Wednesday, June 17, 2009

Pledge

There is nothing like fixing your mistakes to make you aware of how sloppy you've been. Isaac notices this when he has to do the dishes. Emma pouts when she has to stuff all of her possible outfit combinations back into her drawers. Eli is very good at distracting me when he's got Legos to pick up (those things are everywhere, but he makes some amazing Star Wars ships), so I'm not sure he's learned it, yet. Neither has Jonas.

But me...well. There is quite a list of sloppiness.
I draft in passive, participled, dangling phrases. I really use 'really' far too often. Some feel I have 'felt' too frequently. Misplaced commas and adverbs all over the place. Why do we have adverbs if editors hardly like to read them? It barely makes sense!
And that reminds me: exclamation points, dashes, ellipses. I must be prudent. I wouldn't want to use more than one a page (if I must use them at all).
But I wonder, why have them in the dictionary if they're so awful?
Why can't I 'just' write that my MC (main character) is sad? Why must I twist my brain to avoid saying what is going on? I must show it! No telling!
I have a list of words to search for and root out- am, was, must, really, which, very, and on and on.
I have stomped out injudicious use of the word just. Just one time. Just one more. Just give it back. Just over the hill. Just hold on. Just one more night. Is splitting the cookie just? If I could just...
I found over 400 uses of 'just' in 115,000 words. About one a page, but they are in clusters, perhaps concentrated in text I wrote after midnight.
I have scenes to combine, plots to examine, characters to motivate, effects to cause, and I am tired. First draft was a party. Clean up...not so much.

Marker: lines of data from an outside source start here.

//! Types for execution sessions
//!
//! Core data structures for managing interpreter processes spawned per cell.

use std::path::PathBuf;
use std::time::Duration;

use chrono::{DateTime, Utc};
use serde::{Deserialize, Serialize};

// ============================================================================
// Session State
// ============================================================================

/// Lifecycle state of an execution session
#[derive(Debug, Clone, Copy, PartialEq, Eq, Serialize, Deserialize)]
#[serde(rename_all = "snake_case")]
pub enum SessionState {
    /// Interpreter process is being created
    Spawning,
    /// Process is alive and its streams are being captured
    Running,
    /// Process is blocked on an interactive read from stdin
    WaitingForInput,
    /// Process exited with code zero, or was stopped by the timeout policy
    Completed,
    /// Process exited non-zero or could not be spawned
    Failed,
    /// Process was killed by an explicit cancel
    Terminated,
}

impl SessionState {
    pub fn as_str(&self) -> &'static str {
        match self {
            Self::Spawning => "spawning",
            Self::Running => "running",
            Self::WaitingForInput => "waiting_for_input",
            Self::Completed => "completed",
            Self::Failed => "failed",
            Self::Terminated => "terminated",
        }
    }

    pub fn from_str(s: &str) -> Option<Self> {
        match s.to_lowercase().as_str() {
            "spawning" => Some(Self::Spawning),
            "running" => Some(Self::Running),
            "waiting_for_input" => Some(Self::WaitingForInput),
            "completed" => Some(Self::Completed),
            "failed" => Some(Self::Failed),
            "terminated" => Some(Self::Terminated),
            _ => None,
        }
    }

    pub fn is_terminal(&self) -> bool {
        matches!(self, Self::Completed | Self::Failed | Self::Terminated)
    }
}

// ============================================================================
// Execution Results
// ============================================================================

/// Outcome of one execute or resume call
///
/// A single cell may produce several results: one per input pause plus the
/// final one when the process exits.
#[derive(Debug, Clone, Serialize, Deserialize)]
pub struct ExecutionResult {
    /// Captured output text (stdout on success, stderr on failure)
    pub output: String,
    /// Whether the call counts as successful
    pub success: bool,
    /// Milliseconds since the session started
    pub elapsed_ms: u64,
    /// Process is paused awaiting interactive input
    #[serde(default)]
    pub waiting_for_input: bool,
    /// Prompt text extracted from the output tail, when paused
    #[serde(default, skip_serializing_if = "Option::is_none")]
    pub input_prompt: Option<String>,
}

impl ExecutionResult {
    pub fn completed(output: impl Into<String>, elapsed_ms: u64) -> Self {
        Self {
            output: output.into(),
            success: true,
            elapsed_ms,
            waiting_for_input: false,
            input_prompt: None,
        }
    }

    pub fn failed(output: impl Into<String>, elapsed_ms: u64) -> Self {
        Self {
            output: output.into(),
            success: false,
            elapsed_ms,
            waiting_for_input: false,
            input_prompt: None,
        }
    }

    pub fn waiting(output: impl Into<String>, prompt: impl Into<String>, elapsed_ms: u64) -> Self {
        Self {
            output: output.into(),
            success: true,
            elapsed_ms,
            waiting_for_input: true,
            input_prompt: Some(prompt.into()),
        }
    }
}

// ============================================================================
// Interpreter Profiles
// ============================================================================

/// How to drive one kind of interpreter
#[derive(Debug, Clone, Serialize, Deserialize)]
pub struct InterpreterProfile {
    /// Interpreter binary
    pub command: String,
    /// Arguments when executing a temporary script file (path appended last)
    pub file_args: Vec<String>,
    /// Arguments when passing code inline, leaving stdin free for interactive
    /// reads (code appended last)
    pub inline_args: Vec<String>,
    /// Extension for temporary script files
    pub script_extension: String,
    /// Source constructs that read interactive input (pre-spawn scan)
    pub input_constructs: Vec<String>,
    /// Strings the interpreter prints to stdout when idle at a prompt
    pub prompt_markers: Vec<String>,
    /// Line prefixes that mean "statement continues", not "awaiting input"
    pub continuation_markers: Vec<String>,
}

impl InterpreterProfile {
    pub fn python() -> Self {
        Self {
            command: "python3".to_string(),
            file_args: vec!["-u".to_string()],
            inline_args: vec!["-u".to_string(), "-c".to_string()],
            script_extension: "py".to_string(),
            input_constructs: vec!["input(".to_string()],
            prompt_markers: vec![">>>".to_string()],
            continuation_markers: vec!["...".to_string()],
        }
    }

    pub fn sh() -> Self {
        Self {
            command: "sh".to_string(),
            file_args: Vec::new(),
            inline_args: vec!["-c".to_string()],
            script_extension: "sh".to_string(),
            input_constructs: vec!["read ".to_string()],
            prompt_markers: Vec::new(),
            continuation_markers: vec!["> ".to_string()],
        }
    }

    /// Best-fit profile for an interpreter binary name
    pub fn for_command(command: &str) -> Self {
        let base = command.rsplit('/').next().unwrap_or(command);
        if base.starts_with("python") {
            Self::python().with_command(command)
        } else {
            Self::sh().with_command(command)
        }
    }

    pub fn with_command(mut self, command: impl Into<String>) -> Self {
        self.command = command.into();
        self
    }

    /// Pre-spawn scan: does this code ask for interactive input?
    pub fn requests_input(&self, code: &str) -> bool {
        self.input_constructs.iter().any(|c| code.contains(c.as_str()))
    }
}

// ============================================================================
// Executor Configuration
// ============================================================================

/// How to invoke the package installer
#[derive(Debug, Clone, Serialize, Deserialize)]
pub struct InstallerConfig {
    /// Installer binary
    pub command: String,
    /// Arguments before the manifest file name
    pub args: Vec<String>,
}

impl Default for InstallerConfig {
    fn default() -> Self {
        Self {
            command: "pip3".to_string(),
            args: vec!["install".to_string(), "-r".to_string()],
        }
    }
}

/// Runtime configuration for the executor
#[derive(Debug, Clone)]
pub struct ExecutorConfig {
    /// Interpreter driven for submitted cells
    pub profile: InterpreterProfile,
    /// Wall-clock budget for each execute/resume wait
    pub exec_timeout: Duration,
    /// Working directory for spawned processes
    pub workdir: PathBuf,
    /// Extra environment for spawned processes
    pub env: Vec<(String, String)>,
    /// Package installer invocation
    pub installer: InstallerConfig,
}

impl Default for ExecutorConfig {
    fn default() -> Self {
        Self {
            profile: InterpreterProfile::python(),
            exec_timeout: Duration::from_secs(10),
            workdir: std::env::current_dir().unwrap_or_else(|_| PathBuf::from(".")),
            env: Vec::new(),
            installer: InstallerConfig::default(),
        }
    }
}

// ============================================================================
// Session Events (for push subscribers)
// ============================================================================

/// Which physical stream a chunk arrived on
#[derive(Debug, Clone, Copy, PartialEq, Eq, Serialize, Deserialize)]
#[serde(rename_all = "snake_case")]
pub enum StreamKind {
    Stdout,
    Stderr,
}

/// Events broadcast to observers about session activity
#[derive(Debug, Clone, Serialize, Deserialize)]
#[serde(tag = "type", rename_all = "snake_case")]
pub enum SessionEvent {
    /// Process spawned for a cell
    Started { cell_id: String },

    /// Output chunk captured from the process
    Output {
        cell_id: String,
        stream: StreamKind,
        chunk: String,
    },

    /// Session paused awaiting interactive input
    InputRequested { cell_id: String, prompt: String },

    /// Session reached a terminal state
    Finished {
        cell_id: String,
        state: SessionState,
        exit_code: Option<i32>,
    },
}

// ============================================================================
// Session Inspection
// ============================================================================

/// Point-in-time view of a live session
#[derive(Debug, Clone, Serialize, Deserialize)]
pub struct SessionSnapshot {
    pub cell_id: String,
    pub state: SessionState,
    pub started_at: DateTime<Utc>,
    pub elapsed_ms: u64,
    /// Prompt the session is paused on, when waiting for input
    #[serde(default, skip_serializing_if = "Option::is_none")]
    pub pending_prompt: Option<String>,
}

#[cfg(test)]
mod tests {
    use super::*;

    #[test]
    fn test_session_state_roundtrip() {
        for state in [
            SessionState::Spawning,
            SessionState::Running,
            SessionState::WaitingForInput,
            SessionState::Completed,
            SessionState::Failed,
            SessionState::Terminated,
        ] {
            let s = state.as_str();
            let parsed = SessionState::from_str(s);
            assert_eq!(parsed, Some(state));
        }
    }

    #[test]
    fn test_terminal_states() {
        assert!(SessionState::Completed.is_terminal());
        assert!(SessionState::Failed.is_terminal());
        assert!(SessionState::Terminated.is_terminal());
        assert!(!SessionState::Running.is_terminal());
        assert!(!SessionState::WaitingForInput.is_terminal());
        assert!(!SessionState::Spawning.is_terminal());
    }

    #[test]
    fn test_result_serde_roundtrip() {
        let result = ExecutionResult::waiting("Name: ", "Name:", 120);
        let json = serde_json::to_string(&result).unwrap();
        let parsed: ExecutionResult = serde_json::from_str(&json).unwrap();
        assert!(parsed.waiting_for_input);
        assert_eq!(parsed.input_prompt.as_deref(), Some("Name:"));
        assert_eq!(parsed.elapsed_ms, 120);
    }

    #[test]
    fn test_result_waiting_flag_defaults_false() {
        let json = r#"{"output":"hi","success":true,"elapsed_ms":5}"#;
        let parsed: ExecutionResult = serde_json::from_str(json).unwrap();
        assert!(!parsed.waiting_for_input);
        assert!(parsed.input_prompt.is_none());
    }

    #[test]
    fn test_requests_input_scan() {
        let python = InterpreterProfile::python();
        assert!(python.requests_input("x = input(\"Name: \")"));
        assert!(!python.requests_input("print(1 + 2)"));

        let sh = InterpreterProfile::sh();
        assert!(sh.requests_input("read name\necho $name"));
        assert!(!sh.requests_input("echo hello"));
    }

    #[test]
    fn test_profile_for_command() {
        assert_eq!(InterpreterProfile::for_command("python3.12").command, "python3.12");
        assert_eq!(
            InterpreterProfile::for_command("/usr/bin/python3").script_extension,
            "py"
        );
        assert_eq!(InterpreterProfile::for_command("bash").script_extension, "sh");
    }

    #[test]
    fn test_event_serde_tag() {
        let event = SessionEvent::InputRequested {
            cell_id: "c1".to_string(),
            prompt: "Name:".to_string(),
        };
        let json = serde_json::to_string(&event).unwrap();
        assert!(json.contains("\"type\":\"input_requested\""));
        assert!(json.contains("\"prompt\":\"Name:\""));
    }
}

But, since I actually love writing, I make a pledge: to learn so much about why that it will become second nature, to clean up my mess, and never let it get so messy again. Next time, I will think just before I just put pen to paper. I will make an outline. Well, I won't pledge that. But maybe. Just maybe.
Can't get enough?

Friday, June 5, 2009

Do yourself a favor, and watch a sports movie.

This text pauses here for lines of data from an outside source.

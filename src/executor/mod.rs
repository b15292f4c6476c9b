//! Cell Executor
//!
//! Runs submitted code cells as interpreter subprocesses and manages their
//! full lifecycle:
//! - execute() - Spawn one session per cell and wait for its first resolution
//! - resume() - Forward input to a session paused on an input wait
//! - cancel() / cancel_all() - Kill live sessions
//! - subscribe() - Follow session events as they happen
//! - install_requirements() - Run the package installer over a manifest
//!
//! Every execute/resume call resolves with an [`ExecutionResult`], never an
//! error: spawn failures, non-zero exits, and delivery problems all come back
//! as structured failed results.
//!
//! ```rust,ignore
//! let executor = CellExecutor::new(ExecutorConfig::default());
//!
//! let result = executor.execute("cell_1", "name = input('Name: ')").await;
//! if result.waiting_for_input {
//!     let result = executor.resume("cell_1", "Ada").await;
//! }
//! ```

mod detect;
mod install;
mod process;
mod registry;
mod session;
mod transcript;
pub mod types;

pub use detect::{HeuristicDetector, InputWaitDetector};
pub use install::REQUIREMENTS_MANIFEST;
pub use registry::SessionRegistry;
pub use session::ExecutionSession;
pub use types::*;

use std::sync::Arc;

use tempfile::NamedTempFile;
use tokio::sync::broadcast;
use tracing::{debug, info, warn};

use process::{ProcessHandle, SpawnSpec};
use session::{spawn_reader, spawn_supervisor};

/// Buffered session events per subscriber before lagging
const EVENT_CAPACITY: usize = 256;

/// Cell executor - spawns and tracks one interpreter session per cell
pub struct CellExecutor {
    config: ExecutorConfig,
    registry: Arc<SessionRegistry>,
    detector: Arc<dyn InputWaitDetector>,
    event_tx: broadcast::Sender<SessionEvent>,
}

impl CellExecutor {
    pub fn new(config: ExecutorConfig) -> Self {
        let detector = Arc::new(HeuristicDetector::from_profile(&config.profile));
        let (event_tx, _) = broadcast::channel(EVENT_CAPACITY);
        info!(
            interpreter = %config.profile.command,
            timeout_ms = config.exec_timeout.as_millis() as u64,
            "CellExecutor initialized"
        );
        Self {
            config,
            registry: Arc::new(SessionRegistry::new()),
            detector,
            event_tx,
        }
    }

    /// Swap in a custom input-wait detector
    pub fn with_detector(mut self, detector: Arc<dyn InputWaitDetector>) -> Self {
        self.detector = detector;
        self
    }

    pub fn config(&self) -> &ExecutorConfig {
        &self.config
    }

    /// Subscribe to session events (started, output, input requests, finish)
    pub fn subscribe(&self) -> broadcast::Receiver<SessionEvent> {
        self.event_tx.subscribe()
    }

    // ========================================================================
    // Execution
    // ========================================================================

    /// Execute a code cell, waiting until it completes, fails, pauses on an
    /// input wait, or times out
    ///
    /// Re-executing a live cell id terminates whichever session the registry
    /// insert displaces; the insert is the single replacement point, so two
    /// racing executes for one id leave exactly one survivor. Successful
    /// completions carry the stdout transcript; failures carry stderr,
    /// falling back to stdout when it is empty. Code that reads from stdin
    /// is passed to the interpreter inline so the pipe stays reserved for
    /// forwarded input; everything else runs from a temporary script file.
    pub async fn execute(&self, cell_id: &str, code: &str) -> ExecutionResult {
        let interactive = self.config.profile.requests_input(code);
        let script = if interactive {
            None
        } else {
            match self.write_script(code).await {
                Ok(file) => Some(file),
                Err(e) => {
                    warn!(cell_id = %cell_id, error = %e, "Failed to stage cell script");
                    return ExecutionResult::failed(format!("failed to stage cell script: {e}"), 0);
                }
            }
        };
        let spec = match &script {
            Some(file) => SpawnSpec::script(
                &self.config.profile,
                file.path(),
                &self.config.workdir,
                &self.config.env,
            ),
            None => SpawnSpec::inline(
                &self.config.profile,
                code,
                &self.config.workdir,
                &self.config.env,
            ),
        };

        let mut handle = match ProcessHandle::spawn(&spec) {
            Ok(handle) => handle,
            Err(e) => {
                warn!(cell_id = %cell_id, command = %spec.command, error = %e, "Failed to spawn interpreter");
                return ExecutionResult::failed(format!("failed to start interpreter: {e}"), 0);
            }
        };
        debug!(cell_id = %cell_id, pid = ?handle.id(), interactive, "Session spawned");

        let stdin = handle.take_stdin();
        let stdout = handle.take_stdout();
        let stderr = handle.take_stderr();

        let session = Arc::new(ExecutionSession::new(
            cell_id,
            stdin,
            Arc::clone(&self.detector),
            self.event_tx.clone(),
        ));
        if let Some(prior) = self.registry.register(Arc::clone(&session)).await {
            debug!(cell_id = %cell_id, "Terminating displaced session for re-executed cell");
            prior.request_termination();
        }
        let _ = self.event_tx.send(SessionEvent::Started {
            cell_id: cell_id.to_string(),
        });

        // Arm the waiter before any stream task runs so an instant exit or
        // an immediate prompt cannot resolve into the void
        let rx = session.begin_wait(self.config.exec_timeout).await;

        let mut readers = Vec::new();
        if let Some(stdout) = stdout {
            readers.push(spawn_reader(Arc::clone(&session), StreamKind::Stdout, stdout));
        }
        if let Some(stderr) = stderr {
            readers.push(spawn_reader(Arc::clone(&session), StreamKind::Stderr, stderr));
        }
        spawn_supervisor(
            Arc::clone(&session),
            Arc::clone(&self.registry),
            handle,
            script,
            readers,
        );

        match rx.await {
            Ok(result) => result,
            Err(_) => {
                ExecutionResult::failed("session closed before resolving", session.elapsed_ms())
            }
        }
    }

    /// Stage cell code as a temporary script for the interpreter
    async fn write_script(&self, code: &str) -> std::io::Result<NamedTempFile> {
        let file = tempfile::Builder::new()
            .prefix("cell_")
            .suffix(&format!(".{}", self.config.profile.script_extension))
            .tempfile()?;
        tokio::fs::write(file.path(), code).await?;
        Ok(file)
    }

    // ========================================================================
    // Input Forwarding
    // ========================================================================

    /// Forward one line of input to a session paused on an input wait
    ///
    /// Resolves like execute(): with completion, failure, another input
    /// wait, or timeout.
    pub async fn resume(&self, cell_id: &str, input: &str) -> ExecutionResult {
        let Some(session) = self.registry.lookup(cell_id).await else {
            return ExecutionResult::failed(
                crate::error::RuncellError::SessionNotFound(cell_id.to_string()).to_string(),
                0,
            );
        };
        session.forward_input(input, self.config.exec_timeout).await
    }

    // ========================================================================
    // Cancellation
    // ========================================================================

    /// Request termination of one session. Returns false when no live
    /// session exists for the id.
    pub async fn cancel(&self, cell_id: &str) -> bool {
        self.registry.terminate_one(cell_id).await
    }

    /// Request termination of every live session, without waiting for the
    /// kills to land
    pub async fn cancel_all(&self) {
        self.registry.terminate_all().await;
    }

    // ========================================================================
    // Introspection
    // ========================================================================

    /// Point-in-time snapshots of every live session
    pub async fn sessions(&self) -> Vec<SessionSnapshot> {
        self.registry.snapshots().await
    }

    // ========================================================================
    // Requirements
    // ========================================================================

    /// Write a requirements manifest into the working directory and run the
    /// configured installer over it
    pub async fn install_requirements(&self, requirements: &str) -> ExecutionResult {
        install::install_requirements(&self.config, requirements).await
    }
}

It doesn't matter what sports movie it is, watch it. Field of Dreams. Hoosiers. Chariots of Fire. We are Marshall. Miracle.

I am usually lukewarm about watching sweaty guys bang into each other on tv (being there is good), regardless of if it's over a puck, a baseball, a volleyball, etc.- but drastic measures must be taken. There is a feeling that has been bringing me down. Unemployment rates. Companies going under- (that one's personal; it happened to us when hubby worked in the mortgage industry). Foreclosures. Food prices going up. With a family of six, the grocery budget has seen way more than 'slight increase'.

I understand that times are tough- but I think it's a good thing.

Keep telling yourself that, Kelly.

What I mean is...We can be more, do more. Sometimes it takes a catalyst to let it out.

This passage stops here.